Понять – еще не значит охватить, осознать. Но и осознать – еще вовсе не значит быть готовым для выполнения. Идем еще дальше. Найти и воплотить на репетиции – еще не значит нажить эти приемы, потому что когда репетиция переносится на сцену, то самочувствие, которое было найдено, рассеивается и среди других больших задач роли. Нашел актер самочувствие на сцене, на репетиции – и это еще не все, потому что когда он оденется и загримируется, опять нечто важное может улетучиться. Между тем по опыту не только моему в последних спектаклях, но уже испробованному другими режиссерами, найденное самочувствие может производить совершенно чудодейственные результаты. Сцена неожиданно становится очень жизненной, образ неожиданно становится ярким, живым…

О театре романтическом и реалистическом

Мне кажется, что в беседах, дискуссиях и спорах на эту тему говорится так много лишнего, недодуманного, исторически не обоснованного. То как будто смотрят на это как на два совершенно разных, чуть ли не диаметрально противоположных искусства, а с другой стороны, стараются найти синтез двух ни в какой степени не сливаемых театральных явлений. В этих спорах {169} и дискуссиях большое или главное внимание уделяется искусствам Художественного театра и Малого театра, как бы двум представителям того и другого направления.

Тут же беспрестанно произносятся суждения о том, что Художественный театр не умеет ставить Шекспира, что его реалистический путь завел его в тот тупик, из которого нет выхода к романтическому театру. Когда приводятся примеры, долженствующие демонстрировать романтический театр, примеры актеров или спектаклей, то и здесь происходит совершеннейшая путаница понятий. Искусство Ермоловой ставится рядом с искусством актеров, хотя и игравших очень много в романтическом репертуаре, тем не менее нисколько не схожих с Ермоловой.

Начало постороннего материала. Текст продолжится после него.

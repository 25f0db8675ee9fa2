// SPDX-FileCopyrightText: 2026 Bruno Meilick
// SPDX-License-Identifier: LicenseRef-Nereid-FreeUse-NoCopy-NoDerivatives
//
// All rights reserved.
//
// This file is part of Inf and is proprietary software.
// Unauthorized copying, modification, or distribution is prohibited.

//! The persisted diagram document and its validation.
//!
//! Loading is two-staged: the text is parsed into a `serde_json::Value`, checked structurally by
//! [`validate_diagram_data`], and only then decoded into a typed [`DiagramDocument`]. Nothing is
//! applied to live state until the whole document passed.

use std::collections::BTreeSet;
use std::fmt;

use serde::{Deserialize, Serialize};
use serde_json::Value;

use super::connection::{Connection, Group};
use super::ids::MAX_ID;
use super::node::{Node, Subgraph};

pub const DOCUMENT_VERSION: &str = "2.5";

#[derive(Debug, Clone, PartialEq, Default, Serialize, Deserialize)]
#[serde(rename_all = "camelCase")]
pub struct DiagramDocument {
    #[serde(default, skip_serializing_if = "Option::is_none")]
    pub version: Option<String>,
    pub nodes: Vec<Node>,
    pub connections: Vec<Connection>,
    #[serde(default)]
    pub groups: Vec<Group>,
    #[serde(default, skip_serializing_if = "Option::is_none")]
    pub next_id: Option<u64>,
    #[serde(default, skip_serializing_if = "Option::is_none")]
    pub canvas_width: Option<f64>,
    #[serde(default, skip_serializing_if = "Option::is_none")]
    pub canvas_height: Option<f64>,
    #[serde(default, skip_serializing_if = "Option::is_none")]
    pub zoom: Option<f64>,
}

impl DiagramDocument {
    /// Highest id used anywhere in the document, nested subgraphs included.
    pub fn max_id(&self) -> Option<u64> {
        let node_ids = self.nodes.iter().map(|node| node.id().get());
        let connection_ids = self.connections.iter().flat_map(|connection| {
            [
                connection.id().get(),
                connection.from_id().get(),
                connection.to_id().get(),
            ]
        });
        let group_ids = self.groups.iter().flat_map(|group| {
            std::iter::once(group.id().get()).chain(group.node_ids().iter().map(|id| id.get()))
        });
        let nested = self.nodes.iter().filter_map(|node| match node.subgraph() {
            Some(Subgraph::Embedded(child)) => child.max_id(),
            _ => None,
        });

        node_ids
            .chain(connection_ids)
            .chain(group_ids)
            .chain(nested)
            .max()
    }
}

/// Returns an id strictly greater than every id used in `document`.
///
/// Validated documents never use ids above [`MAX_ID`], so the result always fits.
pub fn calculate_safe_next_id(document: &DiagramDocument) -> u64 {
    document
        .max_id()
        .map_or(1, |max| max.saturating_add(1))
}

#[derive(Debug, Clone, PartialEq, Eq)]
pub enum ValidationError {
    NotAnObject,
    MissingField {
        field: &'static str,
    },
    FieldNotArray {
        field: &'static str,
    },
    InvalidEntry {
        field: &'static str,
        index: usize,
        reason: &'static str,
    },
    InvalidNumber {
        field: &'static str,
    },
    DuplicateNodeId {
        id: u64,
    },
    IdOutOfRange {
        field: &'static str,
        index: usize,
    },
    /// An embedded subgraph of `nodes[index]` failed the same checks as a top-level document.
    InvalidSubgraph {
        index: usize,
        source: Box<ValidationError>,
    },
    Malformed {
        message: String,
    },
}

impl fmt::Display for ValidationError {
    fn fmt(&self, f: &mut fmt::Formatter<'_>) -> fmt::Result {
        match self {
            Self::NotAnObject => f.write_str("diagram data must be a JSON object"),
            Self::MissingField { field } => write!(f, "missing required field `{field}`"),
            Self::FieldNotArray { field } => write!(f, "field `{field}` must be an array"),
            Self::InvalidEntry {
                field,
                index,
                reason,
            } => write!(f, "invalid entry {field}[{index}]: {reason}"),
            Self::InvalidNumber { field } => {
                write!(f, "field `{field}` must be a positive finite number")
            }
            Self::DuplicateNodeId { id } => write!(f, "duplicate node id {id}"),
            Self::IdOutOfRange { field, index } => {
                write!(f, "invalid entry {field}[{index}]: id out of range (max {MAX_ID})")
            }
            Self::InvalidSubgraph { index, source } => {
                write!(f, "invalid subgraph in nodes[{index}]: {source}")
            }
            Self::Malformed { message } => write!(f, "malformed diagram data: {message}"),
        }
    }
}

impl std::error::Error for ValidationError {
    fn source(&self) -> Option<&(dyn std::error::Error + 'static)> {
        match self {
            Self::InvalidSubgraph { source, .. } => Some(source.as_ref()),
            _ => None,
        }
    }
}

#[derive(Debug)]
pub enum DocumentError {
    Json(serde_json::Error),
    Invalid(ValidationError),
}

impl fmt::Display for DocumentError {
    fn fmt(&self, f: &mut fmt::Formatter<'_>) -> fmt::Result {
        match self {
            Self::Json(source) => write!(f, "invalid JSON: {source}"),
            Self::Invalid(source) => write!(f, "invalid diagram: {source}"),
        }
    }
}

impl std::error::Error for DocumentError {
    fn source(&self) -> Option<&(dyn std::error::Error + 'static)> {
        match self {
            Self::Json(source) => Some(source),
            Self::Invalid(source) => Some(source),
        }
    }
}

impl From<ValidationError> for DocumentError {
    fn from(source: ValidationError) -> Self {
        Self::Invalid(source)
    }
}

/// Parses and validates diagram document text.
pub fn parse_diagram_document(text: &str) -> Result<DiagramDocument, DocumentError> {
    let value: Value = serde_json::from_str(text).map_err(DocumentError::Json)?;
    Ok(validate_diagram_data(&value)?)
}

/// Checks the shape of raw diagram data and decodes it.
///
/// Embedded subgraphs are checked recursively with the same rules.
pub fn validate_diagram_data(value: &Value) -> Result<DiagramDocument, ValidationError> {
    let Some(root) = value.as_object() else {
        return Err(ValidationError::NotAnObject);
    };

    let nodes = required_array(root, "nodes")?;
    let connections = required_array(root, "connections")?;
    let groups = match root.get("groups") {
        None | Some(Value::Null) => &[][..],
        Some(Value::Array(groups)) => groups.as_slice(),
        Some(_) => return Err(ValidationError::FieldNotArray { field: "groups" }),
    };

    check_entries_have_ids("nodes", nodes)?;
    check_entries_have_ids("connections", connections)?;
    check_entries_have_ids("groups", groups)?;

    for (index, entry) in connections.iter().enumerate() {
        for key in ["fromId", "toId"] {
            check_id(
                "connections",
                index,
                entry.get(key),
                "fromId and toId must be non-negative integers",
            )?;
        }
    }
    for (index, entry) in groups.iter().enumerate() {
        if let Some(Value::Array(members)) = entry.get("nodeIds") {
            if members.iter().any(|m| m.as_u64().is_some_and(|id| id > MAX_ID)) {
                return Err(ValidationError::IdOutOfRange {
                    field: "groups",
                    index,
                });
            }
        }
    }

    // `nextId` may sit one past MAX_ID: the counter is then exhausted but still ahead of every id.
    if root.get("nextId").is_some_and(|v| !v.is_null() && v.as_u64().is_none()) {
        return Err(ValidationError::InvalidNumber { field: "nextId" });
    }
    for field in ["canvasWidth", "canvasHeight", "zoom"] {
        if let Some(v) = root.get(field).filter(|v| !v.is_null()) {
            if !v.as_f64().is_some_and(|n| n.is_finite() && n > 0.0) {
                return Err(ValidationError::InvalidNumber { field });
            }
        }
    }

    for (index, entry) in nodes.iter().enumerate() {
        if let Some(child @ Value::Object(_)) = entry.get("subgraph") {
            validate_diagram_data(child).map_err(|source| ValidationError::InvalidSubgraph {
                index,
                source: Box::new(source),
            })?;
        }
    }

    let document: DiagramDocument =
        serde_json::from_value(value.clone()).map_err(|err| ValidationError::Malformed {
            message: err.to_string(),
        })?;
    check_unique_node_ids(&document)?;
    Ok(document)
}

/// Node ids must be unique within one diagram level; nested levels are checked on their own.
fn check_unique_node_ids(document: &DiagramDocument) -> Result<(), ValidationError> {
    let mut seen = BTreeSet::new();
    for node in &document.nodes {
        if !seen.insert(node.id()) {
            return Err(ValidationError::DuplicateNodeId { id: node.id().get() });
        }
    }
    Ok(())
}

fn required_array<'a>(
    root: &'a serde_json::Map<String, Value>,
    field: &'static str,
) -> Result<&'a [Value], ValidationError> {
    match root.get(field) {
        None => Err(ValidationError::MissingField { field }),
        Some(Value::Array(items)) => Ok(items),
        Some(_) => Err(ValidationError::FieldNotArray { field }),
    }
}

fn check_entries_have_ids(field: &'static str, entries: &[Value]) -> Result<(), ValidationError> {
    for (index, entry) in entries.iter().enumerate() {
        if !entry.is_object() {
            return Err(ValidationError::InvalidEntry {
                field,
                index,
                reason: "entry must be an object",
            });
        }
        check_id(field, index, entry.get("id"), "id must be a non-negative integer")?;
    }
    Ok(())
}

fn check_id(
    field: &'static str,
    index: usize,
    value: Option<&Value>,
    reason: &'static str,
) -> Result<(), ValidationError> {
    match value.and_then(Value::as_u64) {
        None => Err(ValidationError::InvalidEntry {
            field,
            index,
            reason,
        }),
        Some(id) if id > MAX_ID => Err(ValidationError::IdOutOfRange { field, index }),
        Some(_) => Ok(()),
    }
}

Большею частью за романтическим театром признается нечто декламационное и противоположное реальности.

Так вот, несколько разбросанных мыслей.

Когда говорят, что Художественный театр не может ставить Шекспира[156], я отвечаю: чем спектакль «Братья Карамазовы» ниже самого сильного шекспировского спектакля? Да что «Братья Карамазовы», которых современная публика, может, и не знает, – а «Царь Федор»? Почему это не шекспировский спектакль? Я уже не говорю об огромном успехе в театре «Юлия Цезаря» или очень хорошем успехе «Двенадцатой ночи». А Сатин в «На дне» – не романтизм? Чем он менее романтичен, чем, скажем, «Рюи Блаз» Гюго? Но публика представляет себе романтизм непременно в костюме со шпагой и с пером на шляпе. А Бранд в исполнении Качалова – не романтизм? Вот тут-то и зарыта собака. Потому что в «Царе Федоре» или «Братьях Карамазовых» на сцене ходят живые люди и говорят живым языком. Поэтому это не есть романтический театр? Причем никто не позволяет себе сказать, что в такой постановке простота речи сведена до «простецкости», до вульгарности и живая человеческая правда, охватывающая актеров, вульгаризована до жалкой натуралистической психологии.